# Chassis help Galoob Rolls Royce?



## plymouth71 (Dec 14, 2009)

My Son's best friends Dad approached me about repairing a slot car for him. We are pretty good friends and he states an Aunt gave his son a Miami vice set she bought at a garage sale. The ferrari works fine, but the Rolls is in poor shape. From what I can tell, it's missing an armature bearing, 2 brush tube holders, 2 tubes, 2 brushes, 2 brush springs, 2 pickup springs and 2 pick ups. Anyone know where I can find replacements or how I might frankenstein it? It reminds me of a mating experiment between a g-plus and a Life like chassis.

Here are some pics


----------



## alpink (Aug 22, 2010)

Miami Vice? i think that is supposed to be a Bentley? the chassis is AMRAC and missing too many components to try to replace. find an AMRAC chassis that is complete is best bet. I would offer out of my vast collection of such chassis and parts, but you have indicated, at least twice, that my prices and shipping requirements are too high.


----------



## plymouth71 (Dec 14, 2009)

Uhhh Thanks, I think...

Al, I'm trying to help someone get into the hobby. I'm sorry I can't afford a Hundred dollars for a slot car like you can. I buy cars at the cheapest rate I can, usually without chassis's because that's what I can afford. I'm sorry that I turned you down, I'm sorry if I hurt your feelings. I'm sorry you think all I can afford is FREE... I thought I explained this to you before. Anyway. Thank you Al for your suggestion, I will pass it along, in the mean time can anyone else offer any other suggestions.


----------



## Grandcheapskate (Jan 5, 2006)

Galoob only made that one set, so finding Galoob replacement parts is out of the question. However, since Galoob is the start of the Amrac-Rokar-Lifelike family tree, I'm guessiing a chassis from any of these manufacturers would go under that body, including the current Lifelike T chassis. Why repair that chassis when it sounds like the sum of the parts is going to cost you more than a new Lifelike T chassis.

Joe


----------



## partspig (Mar 12, 2003)

A LifeLike "M" or "T" chassis should fit OK, There might be clearance issues though. pig


----------



## gomanvongo (Jun 12, 2010)

I think i've even seen that body on a LL chassis in a blister pack - sure looks like it'd fit.

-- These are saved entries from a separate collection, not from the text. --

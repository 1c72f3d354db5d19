use std::cell::RefCell;
use std::rc::Rc;

use lumen_compositor::plugins::{decor, fade};
use lumen_compositor::{
	Compositor, CompositorConfig, Core, Display, HookError, Plugin, PluginError, Screen, Stage,
	Window, WindowError, abi_value_name, find_plugin, load,
};
use lumen_extension::{BaseKind, ExtensionHandle, Lifecycle, TypeKey};

type Log = Rc<RefCell<Vec<String>>>;

fn compositor(config: CompositorConfig) -> Compositor {
	let _ = tracing_subscriber::fmt::try_init();
	Compositor::new(config)
}

/// Logs every hook as `<name>:<hook>` and fails the one named in `fail`.
struct Recorder {
	name: &'static str,
	log: Log,
	fail: Option<&'static str>,
}

impl Recorder {
	fn boxed(name: &'static str, log: &Log) -> Box<Self> {
		Box::new(Self {
			name,
			log: log.clone(),
			fail: None,
		})
	}

	fn failing(name: &'static str, log: &Log, hook: &'static str) -> Box<Self> {
		Box::new(Self {
			name,
			log: log.clone(),
			fail: Some(hook),
		})
	}

	fn hook(&self, hook: String) -> Result<(), HookError> {
		let refused = self.fail == Some(hook.as_str());
		self.log.borrow_mut().push(format!("{}:{hook}", self.name));
		if refused {
			return Err(HookError::msg(format!("{hook} refused")));
		}
		Ok(())
	}

	fn note(&self, hook: String) {
		self.log.borrow_mut().push(format!("{}:{hook}", self.name));
	}
}

impl Plugin for Recorder {
	fn name(&self) -> &str {
		self.name
	}

	fn init(&mut self, _: &mut Core) -> Result<(), HookError> {
		self.hook("init".into())
	}

	fn fini(&mut self, _: &mut Core) {
		self.note("fini".into());
	}

	fn init_display(&mut self, _: &mut Core, _: Display) -> Result<(), HookError> {
		self.hook("init_display".into())
	}

	fn fini_display(&mut self, _: &mut Core, _: Display) {
		self.note("fini_display".into());
	}

	fn init_screen(&mut self, _: &mut Core, _: Screen) -> Result<(), HookError> {
		self.hook("init_screen".into())
	}

	fn fini_screen(&mut self, _: &mut Core, _: Screen) {
		self.note("fini_screen".into());
	}

	fn init_window(&mut self, _: &mut Core, window: Window) -> Result<(), HookError> {
		self.hook(format!("init_window({})", window.xid))
	}

	fn fini_window(&mut self, _: &mut Core, window: Window) {
		self.note(format!("fini_window({})", window.xid));
	}
}

struct Marker;

const MARKER_KEY: TypeKey = TypeKey::new("test::Marker", 0);

/// Constructs a marker on every window; construction fails for `refuse`.
/// With `leak` set, `fini_window` leaves the marker behind.
struct Marking {
	handle: ExtensionHandle<Marker>,
	refuse: Option<u64>,
	leak: bool,
	log: Log,
}

impl Marking {
	fn boxed(refuse: Option<u64>, leak: bool, log: &Log) -> Box<Self> {
		Box::new(Self {
			handle: ExtensionHandle::with_key(MARKER_KEY),
			refuse,
			leak,
			log: log.clone(),
		})
	}
}

impl Plugin for Marking {
	fn name(&self) -> &str {
		"marking"
	}

	fn extension_keys(&self) -> Vec<(BaseKind, TypeKey)> {
		vec![(BaseKind::Window, MARKER_KEY)]
	}

	fn fini(&mut self, _: &mut Core) {
		self.log.borrow_mut().push("fini".into());
	}

	fn init_window(&mut self, core: &mut Core, window: Window) -> Result<(), HookError> {
		self.log.borrow_mut().push(format!("init_window({})", window.xid));
		let refuse = self.refuse == Some(window.xid);
		self.handle
			.construct(core.extensions_mut(BaseKind::Window), window.object, || {
				if refuse { Err("no visual") } else { Ok(Marker) }
			})?;
		Ok(())
	}

	fn fini_window(&mut self, core: &mut Core, window: Window) {
		self.log.borrow_mut().push(format!("fini_window({})", window.xid));
		if !self.leak {
			let _ = self.handle.destroy(core.extensions_mut(BaseKind::Window), window.object);
		}
	}
}

fn marker_record(compositor: &Compositor) -> Option<lumen_extension::TypeRecord> {
	compositor
		.core()
		.extensions(BaseKind::Window)
		.lookup(&MARKER_KEY)
		.cloned()
}

#[test]
fn builtins_are_in_catalog() {
	assert_eq!(find_plugin("decor").map(|def| def.name), Some("decor"));
	assert_eq!(find_plugin("fade").map(|def| def.name), Some("fade"));
	assert!(find_plugin("missing").is_none());

	let names: Vec<_> = lumen_compositor::all_plugins().iter().map(|def| def.name).collect();
	assert_eq!(names, vec!["decor", "fade"]);
	assert_eq!(load("fade").map(|p| p.abi()), Some(fade::ABI));
}

#[test]
fn from_config_pushes_in_order_and_skips_unknown() {
	let _ = tracing_subscriber::fmt::try_init();
	let config =
		CompositorConfig::from_toml_str(r#"plugins = ["decor", "missing", "fade"]"#).unwrap();
	let compositor = Compositor::from_config(config);

	assert_eq!(compositor.active(), vec!["fade", "decor"]);
	assert!(compositor.find("missing").is_none());
	assert_eq!(compositor.find("decor").map(|p| p.abi()), Some(decor::ABI));
}

#[test]
fn duplicate_push_is_rejected() {
	let log = Log::default();
	let mut compositor = compositor(CompositorConfig::default());
	compositor.push(Recorder::boxed("a", &log)).unwrap();
	log.borrow_mut().clear();

	assert_eq!(
		compositor.push(Recorder::boxed("a", &log)),
		Err(PluginError::AlreadyActive("a".into()))
	);
	assert!(log.borrow().is_empty(), "rejected plugin must not run hooks");
	assert_eq!(compositor.active(), vec!["a"]);
}

#[test]
fn pop_on_empty_stack_is_an_error() {
	let mut compositor = compositor(CompositorConfig::default());
	assert_eq!(compositor.pop(), Err(PluginError::Empty));
	assert_eq!(compositor.push_named("nope"), Err(PluginError::NotFound("nope".into())));
}

#[test]
fn hooks_run_in_lifecycle_order() {
	let log = Log::default();
	let mut compositor = compositor(CompositorConfig::default());
	compositor.add_window(1).unwrap();
	compositor.add_window(2).unwrap();

	compositor.push(Recorder::boxed("a", &log)).unwrap();
	assert_eq!(compositor.pop(), Ok("a".to_string()));

	assert_eq!(
		*log.borrow(),
		vec![
			"a:init",
			"a:init_display",
			"a:init_screen",
			"a:init_window(1)",
			"a:init_window(2)",
			"a:fini_window(2)",
			"a:fini_window(1)",
			"a:fini_screen",
			"a:fini_display",
			"a:fini",
		]
	);
}

#[test]
fn failed_init_runs_nothing_else() {
	let log = Log::default();
	let mut compositor = compositor(CompositorConfig::default());

	let err = compositor.push(Recorder::failing("a", &log, "init")).unwrap_err();
	assert!(matches!(err, PluginError::StartFailed { stage: Stage::Init, .. }));
	assert_eq!(*log.borrow(), vec!["a:init"]);
	assert!(compositor.active().is_empty());
}

#[test]
fn failed_screen_hook_undoes_display() {
	let log = Log::default();
	let mut compositor = compositor(CompositorConfig::default());

	let err = compositor.push(Recorder::failing("a", &log, "init_screen")).unwrap_err();
	assert!(matches!(err, PluginError::StartFailed { stage: Stage::Screen, .. }));
	assert_eq!(
		*log.borrow(),
		vec!["a:init", "a:init_display", "a:init_screen", "a:fini_display", "a:fini"]
	);
	assert!(!compositor.core().values().has_value(&abi_value_name("a")));
}

#[test]
fn failed_start_rolls_back_windows() {
	let log = Log::default();
	let mut compositor = compositor(CompositorConfig::default());
	let first = compositor.add_window(1).unwrap();
	compositor.add_window(2).unwrap();
	compositor.add_window(3).unwrap();

	let err = compositor.push(Marking::boxed(Some(2), false, &log)).unwrap_err();
	match err {
		PluginError::StartFailed { name, stage, source } => {
			assert_eq!(name, "marking");
			assert_eq!(stage, Stage::Window(2));
			assert!(matches!(source, HookError::Construct(_)));
		}
		other => panic!("expected StartFailed, got {other:?}"),
	}
	assert_eq!(
		*log.borrow(),
		vec!["init_window(1)", "init_window(2)", "fini_window(1)", "fini"]
	);

	// The marker built on window 1 was torn down and the unused record reset.
	let space = compositor.core().extensions(BaseKind::Window);
	assert_eq!(space.object(first.object).map(|s| s.occupied()), Some(0));
	assert!(marker_record(&compositor).is_none());
	assert_eq!(space.bitmap().used(), 0);
	assert!(compositor.active().is_empty());
}

#[test]
fn failed_start_flags_records_left_in_use() {
	let log = Log::default();
	let mut compositor = compositor(CompositorConfig::default());
	compositor.add_window(1).unwrap();
	compositor.add_window(2).unwrap();

	// Window 1 keeps its marker through rollback, so the record survives.
	assert!(compositor.push(Marking::boxed(Some(2), true, &log)).is_err());
	let record = marker_record(&compositor).unwrap();
	assert_eq!(record.ref_count, 1);
	assert_eq!(record.lifecycle(), Lifecycle::Failed);
	assert!(record.plugin_construct_failed);
}

#[test]
fn abi_value_tracks_plugin_lifetime() {
	let mut compositor = compositor(CompositorConfig::default());
	assert_eq!(
		compositor.check_plugin_abi(decor::NAME, decor::ABI),
		Err(PluginError::NotLoaded("decor".into()))
	);

	compositor.push_named(decor::NAME).unwrap();
	assert!(compositor.core().values().has_value("decor_ABI"));
	assert_eq!(compositor.core().values().len(), 1, "only the ABI version is published");
	assert_eq!(compositor.check_plugin_abi(decor::NAME, decor::ABI), Ok(()));
	assert_eq!(
		compositor.check_plugin_abi(decor::NAME, 7),
		Err(PluginError::AbiMismatch {
			name: "decor".into(),
			expected: 7,
			found: decor::ABI,
		})
	);

	assert_eq!(compositor.pop(), Ok("decor".to_string()));
	assert!(!compositor.core().values().has_value("decor_ABI"));
	assert!(compositor.check_plugin_abi(decor::NAME, decor::ABI).is_err());
}

#[test]
fn strict_unload_reports_leaks() {
	let log = Log::default();
	let mut compositor = compositor(CompositorConfig::default());
	compositor.add_window(1).unwrap();
	compositor.push(Marking::boxed(None, true, &log)).unwrap();

	assert_eq!(
		compositor.pop(),
		Err(PluginError::LeakedExtensions {
			name: "marking".into(),
			keys: vec![MARKER_KEY],
		})
	);
	assert!(compositor.active().is_empty());
	assert_eq!(marker_record(&compositor).map(|r| r.ref_count), Some(1));

	// Destroying the window drops the leftover instance and frees the slot.
	assert!(compositor.remove_window(1));
	assert!(marker_record(&compositor).is_none());
}

#[test]
fn lenient_unload_only_warns() {
	let log = Log::default();
	let config = CompositorConfig {
		strict_unload: false,
		..CompositorConfig::default()
	};
	let mut compositor = compositor(config);
	compositor.add_window(1).unwrap();
	compositor.push(Marking::boxed(None, true, &log)).unwrap();

	assert_eq!(compositor.pop(), Ok("marking".to_string()));
}

#[test]
fn windows_run_hooks_oldest_first_and_fini_newest_first() {
	let log = Log::default();
	let mut compositor = compositor(CompositorConfig::default());
	compositor.push(Recorder::boxed("a", &log)).unwrap();
	compositor.push(Recorder::boxed("b", &log)).unwrap();
	log.borrow_mut().clear();

	compositor.add_window(7).unwrap();
	assert!(compositor.remove_window(7));
	assert_eq!(
		*log.borrow(),
		vec!["a:init_window(7)", "b:init_window(7)", "b:fini_window(7)", "a:fini_window(7)"]
	);

	assert!(!compositor.remove_window(7));
	assert!(compositor.core().find_window(7).is_none());
}

#[test]
fn duplicate_window_is_rejected() {
	let mut compositor = compositor(CompositorConfig::default());
	let window = compositor.add_window(0x40).unwrap();
	assert_eq!(compositor.add_window(0x40), Err(WindowError::Duplicate(0x40)));
	assert_eq!(compositor.core().windows(), &[window]);
}

#[test]
fn failing_window_hook_keeps_window_managed() {
	let log = Log::default();
	let mut compositor = compositor(CompositorConfig::default());
	compositor.push(Recorder::failing("a", &log, "init_window(5)")).unwrap();
	compositor.push(Recorder::boxed("b", &log)).unwrap();

	let window = compositor.add_window(5).unwrap();
	assert_eq!(compositor.core().find_window(5), Some(window));
	assert!(log.borrow().contains(&"b:init_window(5)".to_string()));
}

#[test]
fn decor_decorates_existing_and_new_windows() {
	let mut compositor = compositor(CompositorConfig::default());
	let early = compositor.add_window(0x100).unwrap();
	compositor.push_named(decor::NAME).unwrap();
	let late = compositor.add_window(0x200).unwrap();

	let decoration = decor::decoration(compositor.core(), early).unwrap();
	assert_eq!(decoration.title, "window 0x100");
	assert_eq!(decoration.border_width, 2);
	assert!(decor::decoration(compositor.core(), late).is_some());

	assert!(decor::set_title(compositor.core_mut(), late, "terminal"));
	assert_eq!(
		decor::decoration(compositor.core(), late).map(|d| d.title.as_str()),
		Some("terminal")
	);

	compositor.pop().unwrap();
	assert!(decor::decoration(compositor.core(), early).is_none());
	assert!(!decor::set_title(compositor.core_mut(), early, "gone"));
}

#[test]
fn decor_uses_thin_borders_on_small_screens() {
	let config = CompositorConfig::from_toml_str("[screen]\nwidth = 1024\nheight = 768").unwrap();
	let mut compositor = compositor(config);
	compositor.push_named(decor::NAME).unwrap();
	let window = compositor.add_window(1).unwrap();

	assert_eq!(decor::decoration(compositor.core(), window).map(|d| d.border_width), Some(1));
}

#[test]
fn fade_ticks_windows_to_target() {
	let mut compositor = compositor(CompositorConfig::default());
	assert_eq!(fade::tick(compositor.core_mut()), None);

	compositor.push_named(fade::NAME).unwrap();
	let window = compositor.add_window(1).unwrap();
	assert_eq!(fade::fade_state(compositor.core(), window).map(|s| s.opacity), Some(0));

	for _ in 0..3 {
		assert_eq!(fade::tick(compositor.core_mut()), Some(1));
	}
	assert_eq!(fade::tick(compositor.core_mut()), Some(0));
	assert_eq!(fade::fade_state(compositor.core(), window).map(|s| s.opacity), Some(fade::OPAQUE));

	assert!(fade::fade_to(compositor.core_mut(), window, 50));
	assert_eq!(fade::tick(compositor.core_mut()), Some(1));
	assert_eq!(fade::tick(compositor.core_mut()), Some(0));
	assert_eq!(fade::fade_state(compositor.core(), window).map(|s| s.opacity), Some(50));
}

#[test]
fn plugins_share_window_slots_without_interfering() {
	let mut compositor = compositor(CompositorConfig::default());
	compositor.push_named(decor::NAME).unwrap();
	compositor.push_named(fade::NAME).unwrap();
	let window = compositor.add_window(9).unwrap();

	let space = compositor.core().extensions(BaseKind::Window);
	assert_eq!(space.slot_count(), 2);
	assert_eq!(space.object(window.object).map(|s| s.occupied()), Some(2));

	// Unloading fade frees its slot; decor's data is untouched.
	compositor.pop().unwrap();
	assert!(fade::fade_state(compositor.core(), window).is_none());
	assert!(decor::decoration(compositor.core(), window).is_some());
	assert_eq!(compositor.core().extensions(BaseKind::Window).bitmap().used(), 1);
}

#[test]
fn shutdown_is_clean_after_builtins() {
	let _ = tracing_subscriber::fmt::try_init();
	let config = CompositorConfig::from_toml_str(r#"plugins = ["decor", "fade"]"#).unwrap();
	let mut compositor = Compositor::from_config(config);
	compositor.add_window(1).unwrap();
	compositor.add_window(2).unwrap();

	let reports = compositor.shutdown();
	assert_eq!(reports.len(), 3);
	assert!(reports.iter().all(|r| r.is_clean()), "{reports:?}");
}

#[test]
fn failed_plugin_can_be_pushed_again() {
	let log = Log::default();
	let mut compositor = compositor(CompositorConfig::default());
	let window = compositor.add_window(1).unwrap();
	assert!(compositor.push(Marking::boxed(Some(1), false, &log)).is_err());
	assert_eq!(compositor.core().extensions(BaseKind::Window).bitmap().used(), 0);

	compositor.push(Marking::boxed(None, false, &log)).unwrap();
	let record = marker_record(&compositor).unwrap();
	assert_eq!(record.lifecycle(), Lifecycle::Initiated);
	assert!(!record.plugin_construct_failed);
	let space = compositor.core().extensions(BaseKind::Window);
	assert_eq!(space.object(window.object).map(|s| s.occupied()), Some(1));

	assert_eq!(compositor.pop(), Ok("marking".to_string()));
	assert_eq!(compositor.core().extensions(BaseKind::Window).bitmap().used(), 0);

	let reports = compositor.shutdown();
	assert!(reports.iter().all(|r| r.is_clean()), "{reports:?}");
}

or get a sharp x-acto and a can motor, carve up the chassis, and you're off to the races


----------



## plymouth71 (Dec 14, 2009)

I tried a couple of life like chassis's and they don't quite line up. I'm gonna trysome of my spare G-Plus parts, I have a bunch of bits.


----------



## Grandcheapskate (Jan 5, 2006)

gomanvongo said:


> I think i've even seen that body on a LL chassis in a blister pack - sure looks like it'd fit.


 I forgot about this, but Lifelike did produce a twinpack using the Galoob molds for these two cars. I think the cars came with a T chassis - I don't have the twinpack here in front of me. Although they might have slightly modified the body to fit a Lifelike chassis, it seems unlikely.

If you can find an Amrac and/or Rokar chassis (which should not be hard), you should try that. It's possible these earlier chassis are slightly different in size from the current T chassis. Maybe even the M chassis is slightly different. It's even possible to find some early Lifelike cars with the Rokar X chassis.

Joe


----------



## dlw (Aug 17, 1999)

*Finding Replacement Parts*

Since it looks similiar, can you use Aurora G+ parts to get this chassis running? Those would be easier to find. Also, You may be able to use the older Rokar chassis (the M cars) bushings for the arm..............While you're at it, check to see if the brush tube translate over as well. As far as comm brushes and springs, any Tyco/Lifelike/Wizzards brand should work.


----------



## plymouth71 (Dec 14, 2009)

Thanks DLW, I have to track down my box of spare parts. We've packed up most of it in preparation to move into a house which still has not happened. I purchased a rather good collection of spare stuff from my favourite hobbyshop a couple of years ago including brush tubes, brushes, bearing, springs and flux collectors, I'm hoping I can make it work. I was hoping to find someone who had already performed this feat!


----------



## ParkRNDL (Mar 20, 2002)

just for reference...

http://www.hoslotcars.com/cgi-bin/p...ami_Vice_by_Galoob_White_/_Tan_/_Black_/_Grey

and the other half of the set...

http://www.hoslotcars.com/cgi-bin/p...ly_issued_as_Miami_Vice_by_Galoob_White_/_Red

pretty sure these were in a Life-Like two-pack called California Classics...

--rick


----------



## blubyu (May 4, 2008)

I thinking original G+ bushings will fit along with pickup shoes and springs, not sure about the brush holders but they just might work! I might have some from the 80's, give me sometime to look.


----------



## alpink (Aug 22, 2010)




----------



## partspig (Mar 12, 2003)

Thanks for the beautiful pic AL!! :thumbsup: Like I said in my post above a LifeLike "M" or "T" chassis should fit. I wasn't sure if there were any clearance issues with one of those chassis. I couldn't remember which chassis they came with. pig


----------



## alpink (Aug 22, 2010)

http://www.ebay.com/itm/L-K-SUPER-R...t=Slot_Cars&hash=item2a14ef4d07#ht_500wt_1194


----------



## Sir Slotsalot (Jan 23, 2010)

Al,

Excellent job on the find!!


----------



## videojimmy (Jan 12, 2006)

The Galloob Ferrari is a rare car, should you decide to sell it... I would imagine it would bring well over 100 bucks, as long as it's in good shape. I wish LifeLike would have copied the Galloob paint scheme on it, instead of the lame white w/red stripe body they issued.


----------



## plymouth71 (Dec 14, 2009)

the car does not belong to me, rather it belongs to a friend of my son.


----------



## wheelszk (Jul 8, 2006)

videojimmy said:


> The Galloob Ferrari is a rare car, should you decide to sell it... I would imagine it would bring well over 100 bucks, as long as it's in good shape. I wish LifeLike would have copied the Galloob paint scheme on it, instead of the lame white w/red stripe body they issued.




And what is well over a $100 bucks?


----------



## wheelszk (Jul 8, 2006)

What would both set cars bring?


----------